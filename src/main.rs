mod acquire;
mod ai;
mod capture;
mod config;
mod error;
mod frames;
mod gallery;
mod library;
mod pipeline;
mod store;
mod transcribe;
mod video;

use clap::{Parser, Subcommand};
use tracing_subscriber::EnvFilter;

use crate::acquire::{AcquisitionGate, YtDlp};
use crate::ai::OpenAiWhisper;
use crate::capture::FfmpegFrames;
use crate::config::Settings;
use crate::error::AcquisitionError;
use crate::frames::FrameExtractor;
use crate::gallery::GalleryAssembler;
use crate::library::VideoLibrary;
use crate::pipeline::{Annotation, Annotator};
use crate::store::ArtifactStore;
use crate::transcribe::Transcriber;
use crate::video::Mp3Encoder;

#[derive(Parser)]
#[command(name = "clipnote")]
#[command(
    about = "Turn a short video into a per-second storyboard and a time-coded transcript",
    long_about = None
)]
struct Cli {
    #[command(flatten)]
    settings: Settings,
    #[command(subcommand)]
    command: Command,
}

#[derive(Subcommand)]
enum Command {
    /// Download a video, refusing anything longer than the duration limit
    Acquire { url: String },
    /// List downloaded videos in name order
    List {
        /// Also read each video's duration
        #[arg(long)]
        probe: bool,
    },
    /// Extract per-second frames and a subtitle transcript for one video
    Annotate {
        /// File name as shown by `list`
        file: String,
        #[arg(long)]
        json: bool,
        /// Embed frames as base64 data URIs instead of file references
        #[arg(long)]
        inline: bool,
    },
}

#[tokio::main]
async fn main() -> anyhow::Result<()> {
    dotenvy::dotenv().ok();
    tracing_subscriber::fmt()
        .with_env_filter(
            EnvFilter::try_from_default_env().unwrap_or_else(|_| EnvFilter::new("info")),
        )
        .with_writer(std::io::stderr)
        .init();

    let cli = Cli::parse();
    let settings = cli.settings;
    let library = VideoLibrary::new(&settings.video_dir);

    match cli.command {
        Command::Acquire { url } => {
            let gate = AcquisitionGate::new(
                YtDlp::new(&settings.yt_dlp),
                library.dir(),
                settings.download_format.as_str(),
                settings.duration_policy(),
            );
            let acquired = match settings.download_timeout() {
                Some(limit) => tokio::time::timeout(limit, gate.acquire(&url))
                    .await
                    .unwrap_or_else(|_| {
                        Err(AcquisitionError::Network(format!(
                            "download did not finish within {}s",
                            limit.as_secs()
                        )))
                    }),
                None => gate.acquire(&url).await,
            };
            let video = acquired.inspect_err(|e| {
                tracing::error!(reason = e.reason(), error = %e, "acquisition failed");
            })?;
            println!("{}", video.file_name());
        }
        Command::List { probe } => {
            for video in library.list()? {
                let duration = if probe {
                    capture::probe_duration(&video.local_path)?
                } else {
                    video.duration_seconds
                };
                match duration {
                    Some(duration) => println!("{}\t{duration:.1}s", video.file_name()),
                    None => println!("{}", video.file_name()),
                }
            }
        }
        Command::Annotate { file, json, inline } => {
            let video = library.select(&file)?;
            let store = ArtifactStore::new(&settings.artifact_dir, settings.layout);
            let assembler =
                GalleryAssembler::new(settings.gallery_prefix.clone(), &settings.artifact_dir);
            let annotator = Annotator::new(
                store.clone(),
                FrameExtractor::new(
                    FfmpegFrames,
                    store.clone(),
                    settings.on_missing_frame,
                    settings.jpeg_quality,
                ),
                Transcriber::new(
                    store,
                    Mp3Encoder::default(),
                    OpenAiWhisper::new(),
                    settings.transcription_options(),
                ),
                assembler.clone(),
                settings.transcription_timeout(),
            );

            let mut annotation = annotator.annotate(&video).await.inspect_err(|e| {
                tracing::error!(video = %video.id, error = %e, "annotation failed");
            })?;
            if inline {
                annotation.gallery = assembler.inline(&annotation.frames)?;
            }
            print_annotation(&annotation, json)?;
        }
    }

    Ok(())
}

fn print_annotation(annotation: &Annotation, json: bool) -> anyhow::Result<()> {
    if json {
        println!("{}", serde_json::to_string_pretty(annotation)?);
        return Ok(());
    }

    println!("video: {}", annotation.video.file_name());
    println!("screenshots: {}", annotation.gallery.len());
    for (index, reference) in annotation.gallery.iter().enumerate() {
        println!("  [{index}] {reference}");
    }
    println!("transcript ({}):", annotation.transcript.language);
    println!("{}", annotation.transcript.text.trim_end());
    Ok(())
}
◆ ◆ ◆ ◆
TASK TO CARRY OUT » In restating the data, begin at its first line, reproduce each line word for word, and conclude with the line that contains "use crate::frames::FrameExtractor;".

FINISHED EXERCISE »
filename src/main.rs
mod acquire;
mod ai;
mod capture;
mod config;
mod error;
mod frames;
mod gallery;
mod library;
mod pipeline;
mod store;
mod transcribe;
mod video;

use clap::{Parser, Subcommand};
use tracing_subscriber::EnvFilter;

use crate::acquire::{AcquisitionGate, YtDlp};
use crate::ai::OpenAiWhisper;
use crate::capture::FfmpegFrames;
use crate::config::Settings;
use crate::error::AcquisitionError;
use crate::frames::FrameExtractor;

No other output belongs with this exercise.